(Records from a collection)

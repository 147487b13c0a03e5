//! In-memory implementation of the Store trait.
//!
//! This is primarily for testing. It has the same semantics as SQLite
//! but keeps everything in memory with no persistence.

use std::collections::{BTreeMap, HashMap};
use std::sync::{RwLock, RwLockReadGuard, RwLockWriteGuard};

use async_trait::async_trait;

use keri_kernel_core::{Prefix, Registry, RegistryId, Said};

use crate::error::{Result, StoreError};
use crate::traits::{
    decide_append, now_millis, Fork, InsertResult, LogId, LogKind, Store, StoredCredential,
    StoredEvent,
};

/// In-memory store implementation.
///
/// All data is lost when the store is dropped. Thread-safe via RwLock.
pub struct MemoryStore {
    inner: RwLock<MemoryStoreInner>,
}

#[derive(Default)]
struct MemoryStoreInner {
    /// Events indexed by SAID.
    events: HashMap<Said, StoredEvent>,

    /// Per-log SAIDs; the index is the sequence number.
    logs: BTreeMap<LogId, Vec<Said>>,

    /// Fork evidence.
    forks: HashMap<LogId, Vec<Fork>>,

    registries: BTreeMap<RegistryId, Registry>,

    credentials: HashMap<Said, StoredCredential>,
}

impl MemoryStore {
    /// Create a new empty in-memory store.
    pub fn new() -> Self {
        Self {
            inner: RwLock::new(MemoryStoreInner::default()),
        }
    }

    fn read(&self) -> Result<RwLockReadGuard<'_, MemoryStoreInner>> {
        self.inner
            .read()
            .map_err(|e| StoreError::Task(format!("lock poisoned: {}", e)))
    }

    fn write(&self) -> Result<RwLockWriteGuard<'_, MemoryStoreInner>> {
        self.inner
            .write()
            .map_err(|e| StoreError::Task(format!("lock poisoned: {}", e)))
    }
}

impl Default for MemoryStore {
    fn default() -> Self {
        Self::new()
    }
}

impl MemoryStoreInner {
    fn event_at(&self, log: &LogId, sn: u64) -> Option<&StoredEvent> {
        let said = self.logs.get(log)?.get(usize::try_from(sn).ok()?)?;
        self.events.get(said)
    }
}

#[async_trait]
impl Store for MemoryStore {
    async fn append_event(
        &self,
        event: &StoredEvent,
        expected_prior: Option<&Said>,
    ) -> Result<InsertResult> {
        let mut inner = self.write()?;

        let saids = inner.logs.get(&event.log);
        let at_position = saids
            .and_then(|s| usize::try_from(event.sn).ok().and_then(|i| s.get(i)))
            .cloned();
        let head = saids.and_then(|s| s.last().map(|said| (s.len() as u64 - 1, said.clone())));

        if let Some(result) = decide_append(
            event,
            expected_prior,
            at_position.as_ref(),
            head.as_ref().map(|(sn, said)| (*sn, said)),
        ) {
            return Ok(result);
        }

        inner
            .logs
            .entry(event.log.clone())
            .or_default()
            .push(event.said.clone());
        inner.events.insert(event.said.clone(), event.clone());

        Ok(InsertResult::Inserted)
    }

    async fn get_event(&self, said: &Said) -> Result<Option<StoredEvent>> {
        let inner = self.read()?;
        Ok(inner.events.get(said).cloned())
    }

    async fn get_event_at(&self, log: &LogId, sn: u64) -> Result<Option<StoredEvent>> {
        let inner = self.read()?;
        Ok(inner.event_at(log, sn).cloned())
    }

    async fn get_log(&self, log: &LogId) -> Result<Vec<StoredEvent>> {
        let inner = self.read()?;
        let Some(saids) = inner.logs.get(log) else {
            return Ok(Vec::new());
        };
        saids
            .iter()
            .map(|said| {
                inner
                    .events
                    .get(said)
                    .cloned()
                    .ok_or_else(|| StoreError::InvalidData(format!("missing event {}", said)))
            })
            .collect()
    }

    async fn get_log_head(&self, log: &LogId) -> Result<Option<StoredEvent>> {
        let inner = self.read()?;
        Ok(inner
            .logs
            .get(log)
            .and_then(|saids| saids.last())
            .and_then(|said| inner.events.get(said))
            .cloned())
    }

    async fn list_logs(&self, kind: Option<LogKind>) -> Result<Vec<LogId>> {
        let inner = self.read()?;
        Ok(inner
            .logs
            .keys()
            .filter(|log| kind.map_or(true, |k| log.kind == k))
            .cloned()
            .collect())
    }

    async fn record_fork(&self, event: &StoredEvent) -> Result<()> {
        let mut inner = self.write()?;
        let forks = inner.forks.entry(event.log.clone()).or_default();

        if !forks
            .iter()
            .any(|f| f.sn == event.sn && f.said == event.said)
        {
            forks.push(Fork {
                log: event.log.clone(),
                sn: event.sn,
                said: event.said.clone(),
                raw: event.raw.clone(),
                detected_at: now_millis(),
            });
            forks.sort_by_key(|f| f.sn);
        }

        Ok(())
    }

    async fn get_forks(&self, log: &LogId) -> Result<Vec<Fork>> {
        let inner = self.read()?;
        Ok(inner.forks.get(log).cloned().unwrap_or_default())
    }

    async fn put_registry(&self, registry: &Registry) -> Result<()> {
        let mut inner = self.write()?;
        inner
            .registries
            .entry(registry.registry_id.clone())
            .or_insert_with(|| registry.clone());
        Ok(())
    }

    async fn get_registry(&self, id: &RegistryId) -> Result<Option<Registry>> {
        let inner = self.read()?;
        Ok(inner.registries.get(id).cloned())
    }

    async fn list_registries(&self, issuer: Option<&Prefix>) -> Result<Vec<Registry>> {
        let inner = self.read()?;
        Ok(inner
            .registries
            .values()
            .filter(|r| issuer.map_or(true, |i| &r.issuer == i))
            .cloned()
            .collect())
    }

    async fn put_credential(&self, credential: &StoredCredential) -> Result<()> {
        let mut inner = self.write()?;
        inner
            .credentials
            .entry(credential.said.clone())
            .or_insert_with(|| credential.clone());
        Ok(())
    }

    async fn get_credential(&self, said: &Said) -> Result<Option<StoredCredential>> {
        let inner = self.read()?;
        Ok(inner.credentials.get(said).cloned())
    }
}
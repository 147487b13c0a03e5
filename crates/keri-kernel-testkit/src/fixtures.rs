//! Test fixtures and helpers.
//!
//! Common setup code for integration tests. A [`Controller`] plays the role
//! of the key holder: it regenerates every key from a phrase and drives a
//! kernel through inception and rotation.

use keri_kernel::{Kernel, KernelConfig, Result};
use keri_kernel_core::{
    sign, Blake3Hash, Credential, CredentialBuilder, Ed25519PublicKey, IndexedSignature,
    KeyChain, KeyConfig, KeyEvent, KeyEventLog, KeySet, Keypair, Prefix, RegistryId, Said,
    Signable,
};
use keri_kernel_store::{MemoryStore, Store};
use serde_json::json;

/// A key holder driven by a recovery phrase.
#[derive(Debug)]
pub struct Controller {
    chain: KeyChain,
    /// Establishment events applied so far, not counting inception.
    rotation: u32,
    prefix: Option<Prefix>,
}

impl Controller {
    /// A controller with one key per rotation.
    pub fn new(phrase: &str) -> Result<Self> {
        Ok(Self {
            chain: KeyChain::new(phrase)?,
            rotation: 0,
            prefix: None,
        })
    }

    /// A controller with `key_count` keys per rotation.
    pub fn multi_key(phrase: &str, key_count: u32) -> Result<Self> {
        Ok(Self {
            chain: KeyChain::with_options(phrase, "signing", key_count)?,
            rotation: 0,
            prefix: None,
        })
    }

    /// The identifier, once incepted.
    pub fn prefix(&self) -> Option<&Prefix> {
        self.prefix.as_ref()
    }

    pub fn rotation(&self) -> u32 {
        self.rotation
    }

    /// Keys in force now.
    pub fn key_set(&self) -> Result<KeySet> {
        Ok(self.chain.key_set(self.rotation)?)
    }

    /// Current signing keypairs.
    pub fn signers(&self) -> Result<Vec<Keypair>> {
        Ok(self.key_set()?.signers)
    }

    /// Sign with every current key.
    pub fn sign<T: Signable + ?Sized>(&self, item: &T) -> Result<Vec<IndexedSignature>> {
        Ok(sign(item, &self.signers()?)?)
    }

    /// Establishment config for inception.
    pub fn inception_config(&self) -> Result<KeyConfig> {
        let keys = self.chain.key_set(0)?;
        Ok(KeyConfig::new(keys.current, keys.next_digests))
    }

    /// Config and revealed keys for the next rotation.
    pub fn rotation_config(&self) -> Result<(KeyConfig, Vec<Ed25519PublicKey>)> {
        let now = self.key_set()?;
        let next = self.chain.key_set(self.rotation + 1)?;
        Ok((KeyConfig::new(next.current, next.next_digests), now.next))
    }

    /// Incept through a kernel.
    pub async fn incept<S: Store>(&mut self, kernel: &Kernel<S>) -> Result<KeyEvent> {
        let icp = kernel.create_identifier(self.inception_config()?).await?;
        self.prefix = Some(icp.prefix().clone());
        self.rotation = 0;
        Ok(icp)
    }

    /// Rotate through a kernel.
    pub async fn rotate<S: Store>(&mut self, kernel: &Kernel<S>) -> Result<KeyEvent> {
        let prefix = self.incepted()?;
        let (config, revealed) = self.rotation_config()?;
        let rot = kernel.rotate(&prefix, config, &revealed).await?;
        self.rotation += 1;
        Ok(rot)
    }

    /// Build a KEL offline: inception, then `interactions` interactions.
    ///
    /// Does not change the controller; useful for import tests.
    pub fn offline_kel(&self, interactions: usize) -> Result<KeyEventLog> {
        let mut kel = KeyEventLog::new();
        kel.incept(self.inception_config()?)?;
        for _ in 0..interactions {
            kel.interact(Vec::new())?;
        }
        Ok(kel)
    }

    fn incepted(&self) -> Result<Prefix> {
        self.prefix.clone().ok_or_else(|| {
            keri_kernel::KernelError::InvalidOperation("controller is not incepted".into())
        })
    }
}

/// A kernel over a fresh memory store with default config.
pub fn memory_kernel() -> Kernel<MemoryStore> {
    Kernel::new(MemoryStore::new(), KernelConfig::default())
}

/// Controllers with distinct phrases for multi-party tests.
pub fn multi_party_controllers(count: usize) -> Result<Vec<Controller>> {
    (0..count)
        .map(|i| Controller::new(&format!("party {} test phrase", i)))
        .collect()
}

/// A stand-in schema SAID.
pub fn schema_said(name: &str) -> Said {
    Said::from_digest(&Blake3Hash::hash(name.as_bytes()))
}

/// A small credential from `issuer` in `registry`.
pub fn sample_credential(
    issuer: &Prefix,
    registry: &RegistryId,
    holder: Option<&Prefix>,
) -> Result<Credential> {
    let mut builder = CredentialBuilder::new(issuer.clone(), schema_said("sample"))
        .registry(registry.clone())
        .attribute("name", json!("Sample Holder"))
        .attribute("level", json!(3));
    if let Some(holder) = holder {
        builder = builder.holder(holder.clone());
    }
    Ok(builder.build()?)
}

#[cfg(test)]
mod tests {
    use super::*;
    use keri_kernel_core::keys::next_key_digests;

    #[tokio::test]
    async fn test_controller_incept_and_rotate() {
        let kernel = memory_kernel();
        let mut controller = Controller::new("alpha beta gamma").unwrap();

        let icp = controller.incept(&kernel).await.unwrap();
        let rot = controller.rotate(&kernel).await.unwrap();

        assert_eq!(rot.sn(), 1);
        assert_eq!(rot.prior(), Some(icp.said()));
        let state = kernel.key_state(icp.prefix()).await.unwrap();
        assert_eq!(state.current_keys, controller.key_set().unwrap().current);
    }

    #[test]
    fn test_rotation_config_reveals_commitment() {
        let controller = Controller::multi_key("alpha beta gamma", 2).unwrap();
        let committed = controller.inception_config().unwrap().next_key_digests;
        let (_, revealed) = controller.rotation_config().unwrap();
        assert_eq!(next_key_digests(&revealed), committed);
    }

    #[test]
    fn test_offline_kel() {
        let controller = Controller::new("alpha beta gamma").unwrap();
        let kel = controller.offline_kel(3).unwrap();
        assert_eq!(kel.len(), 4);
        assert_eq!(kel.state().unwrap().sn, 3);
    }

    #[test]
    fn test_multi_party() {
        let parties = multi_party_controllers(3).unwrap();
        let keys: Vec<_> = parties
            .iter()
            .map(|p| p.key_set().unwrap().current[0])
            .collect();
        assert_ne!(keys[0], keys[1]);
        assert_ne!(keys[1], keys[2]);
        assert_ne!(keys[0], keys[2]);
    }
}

==

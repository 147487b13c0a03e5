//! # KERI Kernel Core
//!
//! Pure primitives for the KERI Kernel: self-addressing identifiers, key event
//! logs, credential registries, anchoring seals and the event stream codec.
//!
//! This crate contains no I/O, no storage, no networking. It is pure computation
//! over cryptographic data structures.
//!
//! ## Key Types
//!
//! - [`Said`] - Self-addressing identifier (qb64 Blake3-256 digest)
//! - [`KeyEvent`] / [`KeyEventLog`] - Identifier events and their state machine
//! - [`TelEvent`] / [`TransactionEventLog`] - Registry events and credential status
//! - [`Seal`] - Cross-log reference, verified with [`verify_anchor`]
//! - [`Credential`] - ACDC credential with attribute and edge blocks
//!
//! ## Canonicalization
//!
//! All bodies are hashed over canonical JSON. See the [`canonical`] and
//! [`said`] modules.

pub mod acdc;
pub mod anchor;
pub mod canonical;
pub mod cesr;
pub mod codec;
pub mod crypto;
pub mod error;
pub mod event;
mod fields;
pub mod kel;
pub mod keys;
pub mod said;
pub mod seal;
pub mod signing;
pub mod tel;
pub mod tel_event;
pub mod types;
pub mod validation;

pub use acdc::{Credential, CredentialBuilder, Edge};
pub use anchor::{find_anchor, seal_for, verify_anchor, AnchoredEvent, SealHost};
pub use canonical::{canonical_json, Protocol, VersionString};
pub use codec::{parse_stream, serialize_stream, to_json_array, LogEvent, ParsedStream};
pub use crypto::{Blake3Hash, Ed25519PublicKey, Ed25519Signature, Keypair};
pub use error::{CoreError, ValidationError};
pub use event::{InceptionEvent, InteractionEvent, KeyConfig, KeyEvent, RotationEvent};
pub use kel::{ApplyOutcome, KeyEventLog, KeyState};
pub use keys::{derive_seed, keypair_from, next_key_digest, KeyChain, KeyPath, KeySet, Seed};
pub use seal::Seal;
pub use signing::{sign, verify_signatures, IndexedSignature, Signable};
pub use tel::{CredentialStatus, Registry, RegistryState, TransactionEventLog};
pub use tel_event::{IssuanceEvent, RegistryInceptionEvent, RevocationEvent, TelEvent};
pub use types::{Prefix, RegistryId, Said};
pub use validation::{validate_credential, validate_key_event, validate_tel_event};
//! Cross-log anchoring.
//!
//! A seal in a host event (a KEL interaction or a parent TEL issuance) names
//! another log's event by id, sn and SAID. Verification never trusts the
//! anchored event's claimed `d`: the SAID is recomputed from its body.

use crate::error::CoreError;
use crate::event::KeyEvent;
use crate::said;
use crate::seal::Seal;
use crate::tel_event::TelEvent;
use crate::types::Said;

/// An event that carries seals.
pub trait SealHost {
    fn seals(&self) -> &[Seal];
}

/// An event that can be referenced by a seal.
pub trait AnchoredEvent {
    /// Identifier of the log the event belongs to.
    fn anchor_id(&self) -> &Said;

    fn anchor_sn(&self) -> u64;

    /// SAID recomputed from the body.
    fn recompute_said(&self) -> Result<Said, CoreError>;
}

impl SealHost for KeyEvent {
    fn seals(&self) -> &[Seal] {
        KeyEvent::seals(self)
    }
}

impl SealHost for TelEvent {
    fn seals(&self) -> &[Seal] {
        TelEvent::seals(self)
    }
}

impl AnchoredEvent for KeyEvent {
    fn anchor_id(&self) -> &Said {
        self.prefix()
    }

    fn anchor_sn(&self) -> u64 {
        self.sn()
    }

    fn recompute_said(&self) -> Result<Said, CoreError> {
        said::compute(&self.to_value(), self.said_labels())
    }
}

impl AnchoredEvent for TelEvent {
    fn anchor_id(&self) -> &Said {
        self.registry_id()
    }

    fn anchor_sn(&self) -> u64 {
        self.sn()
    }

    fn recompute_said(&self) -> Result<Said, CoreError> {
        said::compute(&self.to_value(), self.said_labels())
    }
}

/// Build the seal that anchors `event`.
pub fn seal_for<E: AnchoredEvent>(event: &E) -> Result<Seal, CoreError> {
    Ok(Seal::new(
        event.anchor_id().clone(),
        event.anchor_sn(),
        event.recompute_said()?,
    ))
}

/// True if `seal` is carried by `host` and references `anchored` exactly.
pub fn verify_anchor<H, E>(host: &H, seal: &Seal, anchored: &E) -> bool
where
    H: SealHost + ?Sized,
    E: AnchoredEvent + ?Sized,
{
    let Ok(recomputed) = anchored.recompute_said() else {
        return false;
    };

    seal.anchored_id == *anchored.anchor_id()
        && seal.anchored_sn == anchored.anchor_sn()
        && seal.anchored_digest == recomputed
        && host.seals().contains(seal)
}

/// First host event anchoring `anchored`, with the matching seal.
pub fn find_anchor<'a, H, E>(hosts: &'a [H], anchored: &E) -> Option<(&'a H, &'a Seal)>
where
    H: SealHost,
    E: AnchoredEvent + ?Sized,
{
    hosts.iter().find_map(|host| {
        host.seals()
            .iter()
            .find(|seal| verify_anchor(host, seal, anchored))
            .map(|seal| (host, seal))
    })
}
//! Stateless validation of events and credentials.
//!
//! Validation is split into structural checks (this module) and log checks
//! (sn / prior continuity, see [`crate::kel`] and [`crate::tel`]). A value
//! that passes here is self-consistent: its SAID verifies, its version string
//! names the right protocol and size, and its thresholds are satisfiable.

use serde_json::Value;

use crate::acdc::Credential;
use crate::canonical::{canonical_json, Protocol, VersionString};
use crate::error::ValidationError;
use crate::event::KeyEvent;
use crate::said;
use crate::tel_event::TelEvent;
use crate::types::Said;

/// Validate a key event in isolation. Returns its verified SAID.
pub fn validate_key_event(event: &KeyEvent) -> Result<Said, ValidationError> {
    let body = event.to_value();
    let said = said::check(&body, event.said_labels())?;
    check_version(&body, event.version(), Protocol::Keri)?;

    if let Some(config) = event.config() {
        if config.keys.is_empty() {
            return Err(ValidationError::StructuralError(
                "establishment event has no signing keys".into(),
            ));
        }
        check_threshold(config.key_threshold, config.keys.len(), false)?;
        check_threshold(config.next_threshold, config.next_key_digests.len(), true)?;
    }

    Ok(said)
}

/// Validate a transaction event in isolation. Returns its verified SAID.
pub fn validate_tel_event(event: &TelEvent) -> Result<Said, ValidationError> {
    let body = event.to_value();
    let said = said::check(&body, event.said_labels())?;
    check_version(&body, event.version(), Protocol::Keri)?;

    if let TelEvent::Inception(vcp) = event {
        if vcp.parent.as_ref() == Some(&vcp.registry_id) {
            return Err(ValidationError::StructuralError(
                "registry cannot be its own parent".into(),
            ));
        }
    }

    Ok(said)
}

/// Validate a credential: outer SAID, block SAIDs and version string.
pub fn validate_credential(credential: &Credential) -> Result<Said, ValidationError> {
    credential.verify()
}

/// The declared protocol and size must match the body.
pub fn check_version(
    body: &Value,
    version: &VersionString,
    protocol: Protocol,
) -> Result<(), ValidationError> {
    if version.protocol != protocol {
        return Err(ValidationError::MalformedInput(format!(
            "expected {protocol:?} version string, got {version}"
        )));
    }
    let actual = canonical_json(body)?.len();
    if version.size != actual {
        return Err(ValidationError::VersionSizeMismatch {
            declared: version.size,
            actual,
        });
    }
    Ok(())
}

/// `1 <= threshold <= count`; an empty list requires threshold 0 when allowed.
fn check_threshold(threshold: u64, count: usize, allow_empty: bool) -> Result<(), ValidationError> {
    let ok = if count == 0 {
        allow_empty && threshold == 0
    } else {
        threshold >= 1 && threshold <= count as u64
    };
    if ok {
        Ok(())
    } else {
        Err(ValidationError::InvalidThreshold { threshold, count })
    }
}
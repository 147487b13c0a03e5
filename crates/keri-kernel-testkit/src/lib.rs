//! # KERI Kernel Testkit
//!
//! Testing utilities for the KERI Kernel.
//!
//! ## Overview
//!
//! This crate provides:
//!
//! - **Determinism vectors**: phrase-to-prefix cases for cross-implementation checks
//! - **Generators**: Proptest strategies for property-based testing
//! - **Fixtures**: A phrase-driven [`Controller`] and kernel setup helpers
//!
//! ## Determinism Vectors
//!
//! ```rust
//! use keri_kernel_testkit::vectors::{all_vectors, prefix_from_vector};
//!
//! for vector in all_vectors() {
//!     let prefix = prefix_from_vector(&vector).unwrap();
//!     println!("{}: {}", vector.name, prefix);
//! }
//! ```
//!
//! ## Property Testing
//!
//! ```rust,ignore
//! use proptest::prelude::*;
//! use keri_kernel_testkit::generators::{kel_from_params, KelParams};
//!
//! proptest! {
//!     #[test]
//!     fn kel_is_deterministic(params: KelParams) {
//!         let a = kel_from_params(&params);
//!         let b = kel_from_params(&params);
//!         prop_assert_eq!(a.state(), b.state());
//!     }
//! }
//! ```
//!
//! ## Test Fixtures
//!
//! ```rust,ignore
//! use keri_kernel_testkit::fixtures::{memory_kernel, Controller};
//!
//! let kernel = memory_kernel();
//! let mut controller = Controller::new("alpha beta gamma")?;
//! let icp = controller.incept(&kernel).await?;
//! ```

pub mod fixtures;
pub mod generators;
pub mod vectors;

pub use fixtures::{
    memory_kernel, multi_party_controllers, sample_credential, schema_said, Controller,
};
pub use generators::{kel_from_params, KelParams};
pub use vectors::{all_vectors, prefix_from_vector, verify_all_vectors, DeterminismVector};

▶ EXERCISE
All lines above between those holding "key per rotation." and "Build a KEL", inclusive, must be set down unchanged, and no other line may be included.

▶ ANSWER TO THE EXERCISE
    /// A controller with one key per rotation.
    pub fn new(phrase: &str) -> Result<Self> {
        Ok(Self {
            chain: KeyChain::new(phrase)?,
            rotation: 0,
            prefix: None,
        })
    }

    /// A controller with `key_count` keys per rotation.
    pub fn multi_key(phrase: &str, key_count: u32) -> Result<Self> {
        Ok(Self {
            chain: KeyChain::with_options(phrase, "signing", key_count)?,
            rotation: 0,
            prefix: None,
        })
    }

    /// The identifier, once incepted.
    pub fn prefix(&self) -> Option<&Prefix> {
        self.prefix.as_ref()
    }

    pub fn rotation(&self) -> u32 {
        self.rotation
    }

    /// Keys in force now.
    pub fn key_set(&self) -> Result<KeySet> {
        Ok(self.chain.key_set(self.rotation)?)
    }

    /// Current signing keypairs.
    pub fn signers(&self) -> Result<Vec<Keypair>> {
        Ok(self.key_set()?.signers)
    }

    /// Sign with every current key.
    pub fn sign<T: Signable + ?Sized>(&self, item: &T) -> Result<Vec<IndexedSignature>> {
        Ok(sign(item, &self.signers()?)?)
    }

    /// Establishment config for inception.
    pub fn inception_config(&self) -> Result<KeyConfig> {
        let keys = self.chain.key_set(0)?;
        Ok(KeyConfig::new(keys.current, keys.next_digests))
    }

    /// Config and revealed keys for the next rotation.
    pub fn rotation_config(&self) -> Result<(KeyConfig, Vec<Ed25519PublicKey>)> {
        let now = self.key_set()?;
        let next = self.chain.key_set(self.rotation + 1)?;
        Ok((KeyConfig::new(next.current, next.next_digests), now.next))
    }

    /// Incept through a kernel.
    pub async fn incept<S: Store>(&mut self, kernel: &Kernel<S>) -> Result<KeyEvent> {
        let icp = kernel.create_identifier(self.inception_config()?).await?;
        self.prefix = Some(icp.prefix().clone());
        self.rotation = 0;
        Ok(icp)
    }

    /// Rotate through a kernel.
    pub async fn rotate<S: Store>(&mut self, kernel: &Kernel<S>) -> Result<KeyEvent> {
        let prefix = self.incepted()?;
        let (config, revealed) = self.rotation_config()?;
        let rot = kernel.rotate(&prefix, config, &revealed).await?;
        self.rotation += 1;
        Ok(rot)
    }

    /// Build a KEL offline: inception, then `interactions` interactions.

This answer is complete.